**What is required**
Spot each line in the data below containing "second" and copy it.

**Collected data**
────────────────────

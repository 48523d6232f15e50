//! Task lifecycle: Config, Do, TearUp.
//!
//! Config validates the operation, reserves the key space on the collection
//! metadata and appends the task to its request. Do runs the sweep followed
//! by the failure classifier. TearUp persists the outcome: result file,
//! cleared pending flag and a fresh request snapshot.

use crate::error::TaskError;
use engine_core::{
    clock,
    request::Request,
    result::{ResultStore, TaskResult},
    store::StoreClient,
    task::{SharedTask, Task, TaskTarget},
};
use engine_processing::{
    classifier::classify_failures,
    executor::{BulkExecutor, SweepTarget},
    replay::ReplayHistory,
};
use generator::Generator;
use model::{Exceptions, OperationConfig, OperationKind};
use std::{fmt, sync::Arc};
use tokio_util::sync::CancellationToken;
use tracing::{info, warn};

/// Unit of work queued on the task manager.
pub enum Job {
    /// Sweep a configured task, fresh or resumed.
    Run {
        request: Arc<Request>,
        task: SharedTask,
        client: Arc<dyn StoreClient>,
        cancel: CancellationToken,
    },
    /// Re-classify a finished task's failures under a new policy.
    RetryExceptions {
        request: Arc<Request>,
        target: SharedTask,
        exceptions: Exceptions,
        result_seed: i64,
        client: Arc<dyn StoreClient>,
        cancel: CancellationToken,
    },
}

impl Job {
    pub fn result_seed(&self) -> i64 {
        match self {
            Job::Run { task, .. } => task.result_seed,
            Job::RetryExceptions { result_seed, .. } => *result_seed,
        }
    }

    pub fn cancel_token(&self) -> &CancellationToken {
        match self {
            Job::Run { cancel, .. } | Job::RetryExceptions { cancel, .. } => cancel,
        }
    }
}

impl fmt::Debug for Job {
    fn fmt(&self, f: &mut fmt::Formatter<'_>) -> fmt::Result {
        match self {
            Job::Run { request, task, .. } => f
                .debug_struct("Run")
                .field("request", &request.identifier())
                .field("result_seed", &task.result_seed)
                .field("operation", &task.operation)
                .finish(),
            Job::RetryExceptions {
                request,
                target,
                result_seed,
                ..
            } => f
                .debug_struct("RetryExceptions")
                .field("request", &request.identifier())
                .field("result_seed", result_seed)
                .field("retry_of", &target.result_seed)
                .finish(),
        }
    }
}

/// Runs jobs against a shared executor and result directory.
pub struct TaskRunner {
    executor: BulkExecutor,
    results: ResultStore,
}

impl TaskRunner {
    pub fn new(executor: BulkExecutor, results: ResultStore) -> Self {
        Self { executor, results }
    }

    pub fn executor(&self) -> &BulkExecutor {
        &self.executor
    }

    /// Config step. Returns the task already appended to `request`.
    pub async fn config_task(
        request: &Request,
        operation: OperationKind,
        target: TaskTarget,
        config: OperationConfig,
        state_capacity: usize,
    ) -> Result<SharedTask, TaskError> {
        config.validate()?;
        Generator::from_config(&config)?;

        let meta = request
            .metadata()
            .get_collection_metadata(&target.identifier, &config)
            .await;
        let (seed_start, seed_end, delta) = {
            let mut meta = meta.lock().await;
            let before = meta.seed_end;
            meta.cover(config.end);
            (
                meta.key(config.start),
                meta.key(config.end),
                meta.seed_end - before,
            )
        };
        request.add_to_seed_end(delta).await?;

        let result_seed = clock::next_seed();
        let task = Arc::new(Task::new(
            operation,
            result_seed,
            target,
            config,
            seed_start,
            seed_end,
            state_capacity,
        ));
        request.add_task(task.clone()).await?;
        info!(
            identifier = request.identifier(),
            result_seed,
            operation = %operation,
            seed_start,
            seed_end,
            "task configured"
        );
        Ok(task)
    }

    /// Runner sharing this one's permit pool, stopped by `cancel`.
    pub fn scoped(&self, cancel: CancellationToken) -> Self {
        Self {
            executor: self.executor.with_cancel(cancel),
            results: self.results.clone(),
        }
    }

    /// Runs `job` under its own cancellation token.
    pub async fn execute(&self, job: Job) -> Result<TaskResult, TaskError> {
        let runner = self.scoped(job.cancel_token().clone());
        match job {
            Job::Run {
                request,
                task,
                client,
                ..
            } => runner.run(&request, &task, client).await,
            Job::RetryExceptions {
                request,
                target,
                exceptions,
                result_seed,
                client,
                ..
            } => {
                runner
                    .retry_exceptions(&request, &target, &exceptions, result_seed, client)
                    .await
            }
        }
    }

    async fn sweep_target(
        &self,
        request: &Request,
        task: &Task,
        client: Arc<dyn StoreClient>,
    ) -> Result<SweepTarget, TaskError> {
        let seed = request.metadata().lookup(task.identifier()).await?.lock().await.seed;
        let history = ReplayHistory::capture(&request.history().await, task.result_seed).await;
        Ok(SweepTarget {
            client,
            seed,
            history: Arc::new(history),
        })
    }

    /// Do and TearUp for a configured task.
    pub async fn run(
        &self,
        request: &Request,
        task: &SharedTask,
        client: Arc<dyn StoreClient>,
    ) -> Result<TaskResult, TaskError> {
        task.state.setup_storing_keys().await;
        let outcome = async {
            let target = self.sweep_target(request, task, client).await?;
            let sweep = self.executor.run(task, &target).await?;
            task.state.stop_storing_state().await;
            classify_failures(
                &self.executor,
                task,
                &target,
                &task.config.exceptions,
                sweep.cancelled,
            )
            .await?;
            Ok::<_, TaskError>(sweep.cancelled)
        }
        .await;

        let cancelled = match outcome {
            Ok(cancelled) => cancelled,
            Err(e) => {
                warn!(result_seed = task.result_seed, error = %e, "task failed");
                task.state.stop_storing_state().await;
                return Err(e);
            }
        };
        self.tear_up(request, task, cancelled).await
    }

    async fn tear_up(
        &self,
        request: &Request,
        task: &Task,
        cancelled: bool,
    ) -> Result<TaskResult, TaskError> {
        task.state.stop_storing_state().await;
        // A cancelled sweep stays pending so it can be resumed.
        task.set_pending(cancelled);
        task.set_rerun(false);
        request.save().await?;

        let result = task.result.lock().await.clone();
        self.results.save(&result).await?;
        info!(
            result_seed = task.result_seed,
            success = result.success,
            failure = result.failure,
            cancelled,
            "task finished"
        );
        Ok(result)
    }

    /// Applies `exceptions` to the ledger of `target` and files the outcome
    /// under `result_seed`.
    pub async fn retry_exceptions(
        &self,
        request: &Request,
        target: &SharedTask,
        exceptions: &Exceptions,
        result_seed: i64,
        client: Arc<dyn StoreClient>,
    ) -> Result<TaskResult, TaskError> {
        if target.is_pending() {
            return Err(TaskError::StillPending {
                result_seed: target.result_seed,
            });
        }
        let sweep = self.sweep_target(request, target, client).await?;
        classify_failures(&self.executor, target, &sweep, exceptions, false).await?;
        request.save().await?;

        let mut result = target.result.lock().await.clone();
        result.seed = result_seed;
        result.retry_of = Some(target.result_seed);
        self.results.save(&result).await?;
        info!(
            result_seed,
            retry_of = target.result_seed,
            success = result.success,
            failure = result.failure,
            "exception retry finished"
        );
        Ok(result)
    }
}

#[cfg(test)]
mod tests {
    use super::*;
    use engine_core::{metrics::Metrics, snapshot::SnapshotStore, store::MemoryStore};
    use model::{ClusterConfig, CollectionId, CollectionIdentifier};
    use tokio_util::sync::CancellationToken;

    fn target(token: &str) -> TaskTarget {
        let cluster = ClusterConfig::new("mem://local");
        let collection = CollectionId::default_in("bucket");
        TaskTarget {
            identifier: CollectionIdentifier::new(token, &cluster, &collection),
            cluster,
            collection,
        }
    }

    fn runner(dir: &std::path::Path) -> TaskRunner {
        TaskRunner::new(
            BulkExecutor::new(8, CancellationToken::new(), Metrics::new()),
            ResultStore::new(dir.join("results")),
        )
    }

    #[tokio::test]
    async fn config_reserves_key_space() {
        let dir = tempfile::tempdir().unwrap();
        let request = Request::new("req", SnapshotStore::new(dir.path()));
        let first = TaskRunner::config_task(
            &request,
            OperationKind::Insert,
            target("req"),
            OperationConfig::new(0, 10),
            16,
        )
        .await
        .unwrap();
        let second = TaskRunner::config_task(
            &request,
            OperationKind::Insert,
            target("req"),
            OperationConfig::new(5, 25),
            16,
        )
        .await
        .unwrap();

        assert_eq!(second.state.seed_start - first.state.seed_start, 5);
        assert_eq!(second.state.seed_end - first.state.seed_start, 25);
        assert_eq!(request.history().await.len(), 2);
        assert!(second.result_seed > first.result_seed);
        assert_eq!(request.seed_end().await - request.seed().await, 25);
    }

    #[tokio::test]
    async fn invalid_config_is_rejected_before_history() {
        let dir = tempfile::tempdir().unwrap();
        let request = Request::new("req", SnapshotStore::new(dir.path()));
        let err = TaskRunner::config_task(
            &request,
            OperationKind::Insert,
            target("req"),
            OperationConfig::new(0, 10).with_template("nope"),
            16,
        )
        .await
        .unwrap_err();
        assert!(matches!(err, TaskError::Config(_)));
        assert!(request.history().await.is_empty());
    }

    #[tokio::test]
    async fn run_persists_result_and_clears_pending() {
        let dir = tempfile::tempdir().unwrap();
        let request = Request::new("req", SnapshotStore::new(dir.path().join("requests")));
        let store = Arc::new(MemoryStore::new());
        let task = TaskRunner::config_task(
            &request,
            OperationKind::Insert,
            target("req"),
            OperationConfig::new(0, 12).with_doc_size(64),
            16,
        )
        .await
        .unwrap();

        let runner = runner(dir.path());
        let result = runner.run(&request, &task, store.clone()).await.unwrap();
        assert_eq!(result.success, 12);
        assert_eq!(result.failure, 0);
        assert!(!task.is_pending());
        assert_eq!(store.len().await, 12);

        let stored = ResultStore::new(dir.path().join("results"))
            .read(task.result_seed, false)
            .await
            .unwrap();
        assert_eq!(stored, Some(result));
    }

    #[tokio::test]
    async fn retry_exceptions_refiles_under_new_seed() {
        let dir = tempfile::tempdir().unwrap();
        let request = Request::new("req", SnapshotStore::new(dir.path().join("requests")));
        let store = Arc::new(MemoryStore::new());
        let task = TaskRunner::config_task(
            &request,
            OperationKind::Delete,
            target("req"),
            OperationConfig::new(0, 3),
            16,
        )
        .await
        .unwrap();
        let runner = runner(dir.path());
        let first = runner.run(&request, &task, store.clone()).await.unwrap();
        assert_eq!(first.failure, 3);

        let exceptions = Exceptions {
            ignore_exceptions: vec!["document not found".into()],
            ..Default::default()
        };
        let retry_seed = clock::next_seed();
        let retried = runner
            .retry_exceptions(&request, &task, &exceptions, retry_seed, store)
            .await
            .unwrap();
        assert_eq!(retried.seed, retry_seed);
        assert_eq!(retried.retry_of, Some(task.result_seed));
        assert_eq!(retried.failure, 0);
        assert_eq!(retried.success, 3);
    }
}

────────────────────

**Reply**
        let second = TaskRunner::config_task(
        assert_eq!(second.state.seed_start - first.state.seed_start, 5);
        assert_eq!(second.state.seed_end - first.state.seed_start, 25);
        assert!(second.result_seed > first.result_seed);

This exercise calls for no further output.